= Boodanoo Station =

Pastoral lease in Western Australia

Boodanoo Station is a pastoral lease that was once a sheep station but now operates as a cattle station in Western Australia.

It is located approximately 85 km south east of Mount Magnet and 115 km south of Cue in the Mid West region of Western Australia.

It was established some time prior to 1908; the owner in 1909 was S.R.L Elliot, who had been there for the last 12 months. Elliot sold the 300000 acre holding to R. Lejeune and Vernon Sewell, who owned Sandsprings Station. The pair intended to stock the property immediately. In 1910 Boodanoo was stocked with approximately 4,000 sheep. By 1916 the flock was 5,500 sheep and 6,000 in 1919.

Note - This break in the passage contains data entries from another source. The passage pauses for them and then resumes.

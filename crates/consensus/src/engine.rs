//! Execution collaborator seam
//!
//! Block execution is pluggable: the verifier and the reorg reconciler only
//! ever see this trait. The in-repo deterministic engine lives in the
//! execution crate; a real deployment substitutes an EVM-backed one.

use protocol_types::{BlockManifest, ParentState};
use thiserror::Error;

/// Derivation-constraint or execution failure for a single block.
///
/// The constraint set is provisional and owned by the engine, not the
/// verifier: timestamp progression, gas-limit delta bounds, coinbase match,
/// and prover-authorization well-formedness all live behind this boundary.
#[derive(Debug, Clone, PartialEq, Eq, Error)]
pub enum EngineError {
    #[error("timestamp {got} regresses from parent timestamp {parent}")]
    TimestampRegression { got: u64, parent: u64 },

    #[error("gas limit {got} outside delta bound {max_delta} from parent {parent}")]
    GasLimitOutOfBounds {
        got: u64,
        parent: u64,
        max_delta: u64,
    },

    #[error("block coinbase does not match the committed coinbase")]
    CoinbaseMismatch,

    #[error("prover authorization is malformed")]
    MalformedProverAuth,

    #[error("block execution failed: {0}")]
    Execution(String),
}

/// Validates derivation constraints, synthesizes the anchor transaction,
/// executes the block, and returns the updated head.
///
/// Implementations must be pure compute: the manifest already carries the
/// pre-staged anchor data, and callers invoke this while holding the
/// tracker's exclusive access.
pub trait ExecutionEngine: Send + Sync {
    fn process_manifest(
        &self,
        manifest: &BlockManifest,
        parent: &ParentState,
    ) -> Result<ParentState, EngineError>;
}
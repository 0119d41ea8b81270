//! L1 Bridge - slashing relay and L1 fact providers
//!
//! Handles the trust boundary between the L2 node and the L1 registry:
//! - Relaying fault evidence across the bridge until acknowledged
//! - Registry-side origin verification and collateral deduction
//! - Anchor block data and beacon-chain slot facts
//! - The table of L1-settled block records the classifier reads

pub mod anchor;
pub mod enforcement;
pub mod relay;
pub mod settlement;

pub use anchor::{InMemoryAnchors, InMemoryBeacon};
pub use enforcement::{CollateralLedger, EnforcementContract, EnforcementError, PenaltyConfig};
pub use relay::{BridgeClient, BridgeError, InProcessBridge, RelayConfig, SlashingRelay};
pub use settlement::SettledStore;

Lejeune was accidentally shot and killed by a kangaroo shooter in 1931. The shooter had shot a kangaroo but the bullet passed through the animal and travelled an additional 0.5 mi through the mulga scrub before hitting Lejeune.

In 1946 the lease was split into Boodanoo North and Boodanoo South, with both properties being placed on the market. Boodanoo North comprised 172000 acre with 150000 acre fenced into 10 paddocks. The property had 15 windmills and an 8-roomed homestead. Boodanoo North comprised 210000 acre with 200000 acre fenced into 12 paddocks.

Julie and Robert Broadhurst purchased Boodanoo and Narndee Stations in 2015. The properties occupy a combined area of 560000 acre and operate as both a cattle station and a tourist destination.